9. The apparatus of claim 8, wherein the event generating module comprises:

and the first event generating unit is used for determining whether a route refreshing event is generated according to the predicted road condition information of the non-passing road section in the current driving route at the future time and the real-time road condition information of the non-passing road section in the current driving route.

10. The apparatus according to claim 9, wherein the first event generating unit is specifically configured to:

11. The apparatus of claim 8, wherein the event generating module comprises:

and the second event generating unit is used for inputting the predicted road condition information of the non-passing road section in the current driving route at the future time into the route refreshing identification model so as to determine whether to generate a route refreshing event or not.
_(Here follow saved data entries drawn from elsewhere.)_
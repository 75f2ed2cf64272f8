//! Hydrothermal alteration indices from Landsat OLI bands
//!
//! Band ratios that highlight iron oxides, clays and other alteration
//! minerals associated with mineralization. Every index is a cell-wise
//! function of reflectance bands; a zero or negative denominator yields
//! no-data (NaN), never an infinity.

use std::fmt;
use std::str::FromStr;

use serde::{Deserialize, Serialize};
use terraf_core::raster::{IndexStack, Raster};
use terraf_core::{Error, Result};
use tracing::debug;

use crate::grid_ops::{build_output, check_dimensions, is_nodata_f64};
use crate::maybe_rayon::*;

/// Landsat 8/9 OLI reflectance bands used by the indices
#[derive(Debug, Clone, Copy, PartialEq, Eq, PartialOrd, Ord)]
pub enum Band {
    /// B2
    Blue,
    /// B3
    Green,
    /// B4
    Red,
    /// B5
    Nir,
    /// B6
    Swir1,
    /// B7
    Swir2,
}

impl Band {
    /// OLI band number
    pub fn number(self) -> u8 {
        match self {
            Band::Blue => 2,
            Band::Green => 3,
            Band::Red => 4,
            Band::Nir => 5,
            Band::Swir1 => 6,
            Band::Swir2 => 7,
        }
    }
}

/// The set of bands of one scene; bands an index does not need may be absent.
///
/// All present bands must share one grid.
#[derive(Debug, Clone, Default)]
pub struct LandsatBands {
    pub blue: Option<Raster<f64>>,
    pub green: Option<Raster<f64>>,
    pub red: Option<Raster<f64>>,
    pub nir: Option<Raster<f64>>,
    pub swir1: Option<Raster<f64>>,
    pub swir2: Option<Raster<f64>>,
}

impl LandsatBands {
    pub fn get(&self, band: Band) -> Option<&Raster<f64>> {
        match band {
            Band::Blue => self.blue.as_ref(),
            Band::Green => self.green.as_ref(),
            Band::Red => self.red.as_ref(),
            Band::Nir => self.nir.as_ref(),
            Band::Swir1 => self.swir1.as_ref(),
            Band::Swir2 => self.swir2.as_ref(),
        }
    }

    pub fn set(&mut self, band: Band, raster: Raster<f64>) {
        let slot = match band {
            Band::Blue => &mut self.blue,
            Band::Green => &mut self.green,
            Band::Red => &mut self.red,
            Band::Nir => &mut self.nir,
            Band::Swir1 => &mut self.swir1,
            Band::Swir2 => &mut self.swir2,
        };
        *slot = Some(raster);
    }

    fn require(&self, band: Band) -> Result<&Raster<f64>> {
        self.get(band).ok_or_else(|| {
            Error::config(
                "bands",
                format!("band B{} ({band:?}) is required but not loaded", band.number()),
            )
        })
    }
}

/// Supported alteration and masking indices
#[derive(Debug, Clone, Copy, PartialEq, Eq, PartialOrd, Ord, Hash, Serialize, Deserialize)]
pub enum AlterationIndex {
    /// B4/B2, iron oxides (gossan)
    Gossan,
    /// B6/B5, ferrous minerals
    Fmi,
    /// B4/B5, ferric oxides
    FeO,
    /// B6/B7, clay minerals (argillic)
    Cmr,
    /// (B4 − B2)/(B4 + B2), normalised iron
    Ndii,
    /// (B6 + B7)/B5, hydrothermal alteration
    Ai,
    /// B5/B6, chlorite and epidote (propylitic)
    Propylitic,
    /// B6/(B6 + B7); low values suggest carbonates
    Carbonate,
    /// B6²/(B7·B5), refined clay
    Clay,
    /// (B4/B2)·(B6/B7), gossan over sulfide-bearing clays
    GossanComposite,
    /// (B5 − B4)/(B5 + B4), vegetation mask
    Ndvi,
}

impl AlterationIndex {
    pub const ALL: [AlterationIndex; 11] = [
        AlterationIndex::Gossan,
        AlterationIndex::Fmi,
        AlterationIndex::FeO,
        AlterationIndex::Cmr,
        AlterationIndex::Ndii,
        AlterationIndex::Ai,
        AlterationIndex::Propylitic,
        AlterationIndex::Carbonate,
        AlterationIndex::Clay,
        AlterationIndex::GossanComposite,
        AlterationIndex::Ndvi,
    ];

    /// The six indices of the reference signature
    pub const SIGNATURE: [AlterationIndex; 6] = [
        AlterationIndex::Gossan,
        AlterationIndex::Fmi,
        AlterationIndex::FeO,
        AlterationIndex::Cmr,
        AlterationIndex::Ndii,
        AlterationIndex::Ai,
    ];

    /// Name used as the raster key in an `IndexStack`
    pub fn name(self) -> &'static str {
        match self {
            AlterationIndex::Gossan => "GOSSAN",
            AlterationIndex::Fmi => "FMI",
            AlterationIndex::FeO => "FeO",
            AlterationIndex::Cmr => "CMR",
            AlterationIndex::Ndii => "NDII",
            AlterationIndex::Ai => "AI",
            AlterationIndex::Propylitic => "PROPYLITIC",
            AlterationIndex::Carbonate => "CARBONATE",
            AlterationIndex::Clay => "CLAY",
            AlterationIndex::GossanComposite => "GOSSAN_COMPOSITE",
            AlterationIndex::Ndvi => "NDVI",
        }
    }

    pub fn required_bands(self) -> &'static [Band] {
        match self {
            AlterationIndex::Gossan | AlterationIndex::Ndii => &[Band::Red, Band::Blue],
            AlterationIndex::Fmi => &[Band::Swir1, Band::Nir],
            AlterationIndex::FeO | AlterationIndex::Ndvi => &[Band::Red, Band::Nir],
            AlterationIndex::Cmr | AlterationIndex::Carbonate => &[Band::Swir1, Band::Swir2],
            AlterationIndex::Ai | AlterationIndex::Clay => &[Band::Swir1, Band::Swir2, Band::Nir],
            AlterationIndex::Propylitic => &[Band::Nir, Band::Swir1],
            AlterationIndex::GossanComposite => {
                &[Band::Red, Band::Blue, Band::Swir1, Band::Swir2]
            }
        }
    }

    /// Evaluate the index on one cell's band values, indexed like
    /// `required_bands()`. `None` where the index is undefined.
    fn eval(self, b: &[f64]) -> Option<f64> {
        let ratio = |num: f64, den: f64| (den > 0.0).then(|| num / den);
        match self {
            AlterationIndex::Gossan
            | AlterationIndex::Fmi
            | AlterationIndex::FeO
            | AlterationIndex::Cmr
            | AlterationIndex::Propylitic => ratio(b[0], b[1]),
            AlterationIndex::Ndii => ratio(b[0] - b[1], b[0] + b[1]),
            AlterationIndex::Ndvi => ratio(b[1] - b[0], b[1] + b[0]),
            AlterationIndex::Ai => ratio(b[0] + b[1], b[2]),
            AlterationIndex::Carbonate => ratio(b[0], b[0] + b[1]),
            AlterationIndex::Clay => ratio(b[0] * b[0], b[1] * b[2]),
            AlterationIndex::GossanComposite => {
                Some(ratio(b[0], b[1])? * ratio(b[2], b[3])?)
            }
        }
    }
}

impl fmt::Display for AlterationIndex {
    fn fmt(&self, f: &mut fmt::Formatter<'_>) -> fmt::Result {
        f.write_str(self.name())
    }
}

impl FromStr for AlterationIndex {
    type Err = Error;

    fn from_str(s: &str) -> Result<Self> {
        AlterationIndex::ALL
            .into_iter()
            .find(|idx| idx.name().eq_ignore_ascii_case(s))
            .ok_or_else(|| Error::config("index", format!("unknown alteration index '{s}'")))
    }
}

/// Compute one alteration index.
///
/// # Errors
/// - `Error::Config` if a required band is missing
/// - `Error::SizeMismatch` if the bands do not share a shape
pub fn compute_index(bands: &LandsatBands, index: AlterationIndex) -> Result<Raster<f64>> {
    let inputs: Vec<&Raster<f64>> = index
        .required_bands()
        .iter()
        .map(|&b| bands.require(b))
        .collect::<Result<_>>()?;

    let template = inputs[0];
    for other in &inputs[1..] {
        check_dimensions(template, other)?;
    }

    let (rows, cols) = template.shape();
    let nodata: Vec<Option<f64>> = inputs.iter().map(|r| r.nodata()).collect();

    let data: Vec<f64> = (0..rows)
        .into_par_iter()
        .flat_map(|row| {
            let mut row_data = vec![f64::NAN; cols];
            let mut cell = [0.0_f64; 4];
            'cols: for col in 0..cols {
                for (k, band) in inputs.iter().enumerate() {
                    let v = unsafe { band.get_unchecked(row, col) };
                    if is_nodata_f64(v, nodata[k]) {
                        continue 'cols;
                    }
                    cell[k] = v;
                }
                if let Some(v) = index.eval(&cell[..inputs.len()])
                    && v.is_finite()
                {
                    row_data[col] = v;
                }
            }
            row_data
        })
        .collect();

    build_output(template, rows, cols, data)
}

/// Compute several indices into a co-registered stack keyed by index name
pub fn compute_indices(bands: &LandsatBands, indices: &[AlterationIndex]) -> Result<IndexStack> {
    let mut stack = IndexStack::new();
    for &index in indices {
        let raster = compute_index(bands, index)?;
        let stats = raster.statistics();
        debug!(
            index = index.name(),
            valid = stats.valid_count,
            nodata = stats.nodata_count,
            mean = stats.mean.unwrap_or(f64::NAN),
            "computed alteration index"
        );
        stack.insert(index.name(), raster)?;
    }
    Ok(stack)
}

#[cfg(test)]
mod tests {
    use super::*;
    use approx::assert_relative_eq;
    use terraf_core::GeoTransform;

    fn band(value: f64) -> Raster<f64> {
        let mut r = Raster::filled(3, 3, value);
        r.set_transform(GeoTransform::new(0.0, 90.0, 30.0, -30.0));
        r
    }

    fn scene() -> LandsatBands {
        let mut bands = LandsatBands::default();
        bands.set(Band::Blue, band(0.08));
        bands.set(Band::Green, band(0.10));
        bands.set(Band::Red, band(0.16));
        bands.set(Band::Nir, band(0.20));
        bands.set(Band::Swir1, band(0.30));
        bands.set(Band::Swir2, band(0.25));
        bands
    }

    fn value(index: AlterationIndex) -> f64 {
        compute_index(&scene(), index).unwrap().get(1, 1).unwrap()
    }

    #[test]
    fn test_formulas() {
        assert_relative_eq!(value(AlterationIndex::Gossan), 0.16 / 0.08, epsilon = 1e-12);
        assert_relative_eq!(value(AlterationIndex::Fmi), 0.30 / 0.20, epsilon = 1e-12);
        assert_relative_eq!(value(AlterationIndex::FeO), 0.16 / 0.20, epsilon = 1e-12);
        assert_relative_eq!(value(AlterationIndex::Cmr), 0.30 / 0.25, epsilon = 1e-12);
        assert_relative_eq!(value(AlterationIndex::Ndii), (0.16 - 0.08) / (0.16 + 0.08), epsilon = 1e-12);
        assert_relative_eq!(value(AlterationIndex::Ai), (0.30 + 0.25) / 0.20, epsilon = 1e-12);
        assert_relative_eq!(value(AlterationIndex::Propylitic), 0.20 / 0.30, epsilon = 1e-12);
        assert_relative_eq!(value(AlterationIndex::Carbonate), 0.30 / 0.55, epsilon = 1e-12);
        assert_relative_eq!(value(AlterationIndex::Clay), 0.09 / (0.25 * 0.20), epsilon = 1e-12);
        assert_relative_eq!(value(AlterationIndex::GossanComposite), 2.0 * 1.2, epsilon = 1e-12);
        assert_relative_eq!(value(AlterationIndex::Ndvi), (0.20 - 0.16) / (0.20 + 0.16), epsilon = 1e-12);
    }

    #[test]
    fn test_zero_denominator_is_nodata() {
        let mut bands = scene();
        let mut blue = band(0.08);
        blue.set(0, 0, 0.0).unwrap();
        bands.set(Band::Blue, blue);

        let gossan = compute_index(&bands, AlterationIndex::Gossan).unwrap();
        assert!(gossan.get(0, 0).unwrap().is_nan());
        assert!(gossan.get(0, 1).unwrap().is_finite());
    }

    #[test]
    fn test_missing_band() {
        let bands = LandsatBands::default();
        assert!(matches!(
            compute_index(&bands, AlterationIndex::Cmr),
            Err(Error::Config { .. })
        ));
    }

    #[test]
    fn test_compute_indices_stack() {
        let stack = compute_indices(&scene(), &AlterationIndex::SIGNATURE).unwrap();
        assert_eq!(stack.len(), 6);
        assert!(stack.get("FeO").is_some());
    }

    #[test]
    fn test_parse_name() {
        assert_eq!("gossan_composite".parse::<AlterationIndex>().unwrap(), AlterationIndex::GossanComposite);
        assert!("NDWI".parse::<AlterationIndex>().is_err());
    }
}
12. The apparatus of claim 11, further comprising:

the route acquisition module is used for acquiring historical driving routes which are driven from a starting point of the current driving route to a terminal point of the current driving route and have the same historical period before inputting the predicted road condition information of the non-passing road section in the current driving route at the future time into the route refreshing identification model;

13. The apparatus of claim 12, wherein the revised elapsed time determination module comprises:

an actual elapsed time determination unit configured to determine an actual travel elapsed time of the historical travel route;

14. An electronic device, characterized in that the device comprises:

one or more processors;

a storage device for storing one or more programs,

the one or more programs, when executed by the one or more processors, cause the one or more processors to implement the navigation planning method of any of claims 1-7.

15. A computer-readable storage medium, on which a computer program is stored which, when being executed by a processor, carries out a navigation planning method according to any one of claims 1-7.